- Assigned task: Give back exactly the lines of the data below, starting with the line that has "use core::marker::PhantomData;" and going on through the line that has "pub struct LinkedList<T>".

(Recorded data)
[Start of section]

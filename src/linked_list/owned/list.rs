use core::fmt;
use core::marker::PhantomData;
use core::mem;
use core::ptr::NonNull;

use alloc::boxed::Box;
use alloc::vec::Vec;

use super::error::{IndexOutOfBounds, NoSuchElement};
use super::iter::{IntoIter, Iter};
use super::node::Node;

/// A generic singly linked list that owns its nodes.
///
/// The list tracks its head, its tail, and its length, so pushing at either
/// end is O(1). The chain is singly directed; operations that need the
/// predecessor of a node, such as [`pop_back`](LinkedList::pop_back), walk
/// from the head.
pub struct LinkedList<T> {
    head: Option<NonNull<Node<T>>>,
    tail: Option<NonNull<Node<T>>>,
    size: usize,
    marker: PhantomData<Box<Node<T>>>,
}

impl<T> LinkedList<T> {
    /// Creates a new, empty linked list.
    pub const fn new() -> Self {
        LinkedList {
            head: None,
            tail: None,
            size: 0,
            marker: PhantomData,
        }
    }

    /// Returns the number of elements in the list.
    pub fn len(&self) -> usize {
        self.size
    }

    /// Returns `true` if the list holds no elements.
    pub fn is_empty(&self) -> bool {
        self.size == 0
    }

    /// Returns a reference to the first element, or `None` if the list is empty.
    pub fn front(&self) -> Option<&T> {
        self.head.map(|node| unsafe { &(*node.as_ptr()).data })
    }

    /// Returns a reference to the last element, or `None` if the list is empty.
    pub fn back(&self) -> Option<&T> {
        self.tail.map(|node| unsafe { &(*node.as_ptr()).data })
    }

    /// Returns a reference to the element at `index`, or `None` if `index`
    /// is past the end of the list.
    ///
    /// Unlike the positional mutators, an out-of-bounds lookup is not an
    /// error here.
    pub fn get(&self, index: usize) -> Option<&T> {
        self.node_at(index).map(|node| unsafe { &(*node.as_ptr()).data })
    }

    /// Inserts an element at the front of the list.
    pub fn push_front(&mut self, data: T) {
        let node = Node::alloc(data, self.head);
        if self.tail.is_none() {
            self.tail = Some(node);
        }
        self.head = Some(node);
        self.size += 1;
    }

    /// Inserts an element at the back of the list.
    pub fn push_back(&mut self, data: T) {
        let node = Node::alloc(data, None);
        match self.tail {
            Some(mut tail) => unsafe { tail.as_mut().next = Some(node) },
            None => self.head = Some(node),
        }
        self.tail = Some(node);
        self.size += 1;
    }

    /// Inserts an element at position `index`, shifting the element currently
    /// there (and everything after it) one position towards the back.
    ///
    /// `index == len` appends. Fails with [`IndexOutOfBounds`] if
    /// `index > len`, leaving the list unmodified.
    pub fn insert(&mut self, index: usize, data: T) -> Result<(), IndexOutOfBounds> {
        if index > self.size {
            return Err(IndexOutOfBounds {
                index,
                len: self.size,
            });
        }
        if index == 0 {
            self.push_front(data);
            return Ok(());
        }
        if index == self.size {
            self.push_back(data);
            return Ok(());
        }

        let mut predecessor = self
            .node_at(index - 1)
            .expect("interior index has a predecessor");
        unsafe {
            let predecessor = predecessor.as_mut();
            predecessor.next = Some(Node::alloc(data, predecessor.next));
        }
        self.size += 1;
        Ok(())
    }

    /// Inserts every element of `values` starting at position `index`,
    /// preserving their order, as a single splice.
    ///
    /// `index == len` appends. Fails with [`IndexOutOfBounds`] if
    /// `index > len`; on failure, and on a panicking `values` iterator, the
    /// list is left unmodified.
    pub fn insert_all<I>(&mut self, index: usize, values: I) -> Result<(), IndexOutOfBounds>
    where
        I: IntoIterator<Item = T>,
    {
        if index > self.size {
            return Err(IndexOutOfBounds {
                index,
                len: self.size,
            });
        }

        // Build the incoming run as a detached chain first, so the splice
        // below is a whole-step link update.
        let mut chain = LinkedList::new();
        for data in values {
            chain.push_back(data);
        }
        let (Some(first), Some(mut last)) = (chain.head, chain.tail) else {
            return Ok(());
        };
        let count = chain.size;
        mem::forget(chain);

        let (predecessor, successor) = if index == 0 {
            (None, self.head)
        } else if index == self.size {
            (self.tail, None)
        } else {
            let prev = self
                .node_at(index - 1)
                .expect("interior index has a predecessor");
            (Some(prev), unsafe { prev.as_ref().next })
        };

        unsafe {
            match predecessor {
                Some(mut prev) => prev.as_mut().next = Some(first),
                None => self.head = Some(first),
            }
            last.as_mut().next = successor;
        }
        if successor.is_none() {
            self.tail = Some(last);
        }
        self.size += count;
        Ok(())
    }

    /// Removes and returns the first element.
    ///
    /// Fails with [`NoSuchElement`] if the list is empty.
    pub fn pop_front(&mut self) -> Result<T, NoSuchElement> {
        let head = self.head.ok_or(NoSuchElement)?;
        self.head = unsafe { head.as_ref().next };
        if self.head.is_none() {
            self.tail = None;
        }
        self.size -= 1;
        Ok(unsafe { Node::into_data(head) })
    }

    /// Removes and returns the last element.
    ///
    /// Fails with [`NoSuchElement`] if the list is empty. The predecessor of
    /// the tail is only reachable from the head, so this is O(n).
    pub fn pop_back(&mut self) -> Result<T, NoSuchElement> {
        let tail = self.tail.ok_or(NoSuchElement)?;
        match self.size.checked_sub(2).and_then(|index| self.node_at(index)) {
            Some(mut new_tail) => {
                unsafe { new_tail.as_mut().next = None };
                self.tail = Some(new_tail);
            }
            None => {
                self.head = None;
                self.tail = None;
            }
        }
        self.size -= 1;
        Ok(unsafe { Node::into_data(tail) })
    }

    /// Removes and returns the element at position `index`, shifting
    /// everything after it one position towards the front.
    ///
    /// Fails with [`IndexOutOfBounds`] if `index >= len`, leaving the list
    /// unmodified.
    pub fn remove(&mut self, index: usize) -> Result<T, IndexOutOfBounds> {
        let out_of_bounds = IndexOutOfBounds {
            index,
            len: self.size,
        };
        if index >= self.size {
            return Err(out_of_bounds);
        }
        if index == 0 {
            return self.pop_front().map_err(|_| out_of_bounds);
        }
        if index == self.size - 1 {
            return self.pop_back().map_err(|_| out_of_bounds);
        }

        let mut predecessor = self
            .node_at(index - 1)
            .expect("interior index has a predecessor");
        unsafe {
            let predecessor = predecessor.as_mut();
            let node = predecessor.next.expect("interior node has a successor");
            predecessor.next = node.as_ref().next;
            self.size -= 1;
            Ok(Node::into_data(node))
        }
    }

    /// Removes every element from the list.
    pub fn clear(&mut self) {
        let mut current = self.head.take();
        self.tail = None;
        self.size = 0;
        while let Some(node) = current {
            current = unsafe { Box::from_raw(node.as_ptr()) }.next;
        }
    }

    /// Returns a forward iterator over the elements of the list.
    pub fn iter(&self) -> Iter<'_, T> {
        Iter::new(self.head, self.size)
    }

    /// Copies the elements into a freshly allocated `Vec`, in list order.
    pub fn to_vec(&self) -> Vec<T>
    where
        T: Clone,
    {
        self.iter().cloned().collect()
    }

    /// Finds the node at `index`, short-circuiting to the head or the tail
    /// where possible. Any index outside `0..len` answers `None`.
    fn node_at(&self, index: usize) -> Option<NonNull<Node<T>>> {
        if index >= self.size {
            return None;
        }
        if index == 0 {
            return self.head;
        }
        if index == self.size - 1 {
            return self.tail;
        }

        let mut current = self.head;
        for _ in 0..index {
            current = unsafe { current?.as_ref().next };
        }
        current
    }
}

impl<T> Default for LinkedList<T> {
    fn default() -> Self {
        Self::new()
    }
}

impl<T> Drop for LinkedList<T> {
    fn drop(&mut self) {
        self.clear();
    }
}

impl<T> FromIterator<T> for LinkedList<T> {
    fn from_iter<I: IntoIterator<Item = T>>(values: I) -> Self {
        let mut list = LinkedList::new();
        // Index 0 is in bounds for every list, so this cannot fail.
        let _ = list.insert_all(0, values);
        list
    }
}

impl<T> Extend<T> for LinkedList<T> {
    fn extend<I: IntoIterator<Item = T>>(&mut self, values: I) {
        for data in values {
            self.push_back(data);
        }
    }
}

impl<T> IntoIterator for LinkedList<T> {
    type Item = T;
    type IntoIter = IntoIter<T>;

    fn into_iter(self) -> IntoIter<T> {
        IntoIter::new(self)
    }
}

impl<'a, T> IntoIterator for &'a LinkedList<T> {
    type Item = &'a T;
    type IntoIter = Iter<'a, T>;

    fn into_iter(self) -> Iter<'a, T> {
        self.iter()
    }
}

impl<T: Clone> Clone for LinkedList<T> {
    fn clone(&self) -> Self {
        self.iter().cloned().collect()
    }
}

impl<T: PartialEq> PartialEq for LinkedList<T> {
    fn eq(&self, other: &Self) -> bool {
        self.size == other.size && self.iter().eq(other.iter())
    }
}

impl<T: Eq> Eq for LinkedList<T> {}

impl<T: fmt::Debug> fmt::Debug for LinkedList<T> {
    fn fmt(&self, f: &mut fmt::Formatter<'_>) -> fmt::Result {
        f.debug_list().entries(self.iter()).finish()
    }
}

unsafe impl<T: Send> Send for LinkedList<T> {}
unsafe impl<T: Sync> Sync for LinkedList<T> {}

[End of section]

- Written solution:
use core::marker::PhantomData;
use core::mem;
use core::ptr::NonNull;

use alloc::boxed::Box;
use alloc::vec::Vec;

use super::error::{IndexOutOfBounds, NoSuchElement};
use super::iter::{IntoIter, Iter};
use super::node::Node;

/// A generic singly linked list that owns its nodes.
///
/// The list tracks its head, its tail, and its length, so pushing at either
/// end is O(1). The chain is singly directed; operations that need the
/// predecessor of a node, such as [`pop_back`](LinkedList::pop_back), walk
/// from the head.
pub struct LinkedList<T> {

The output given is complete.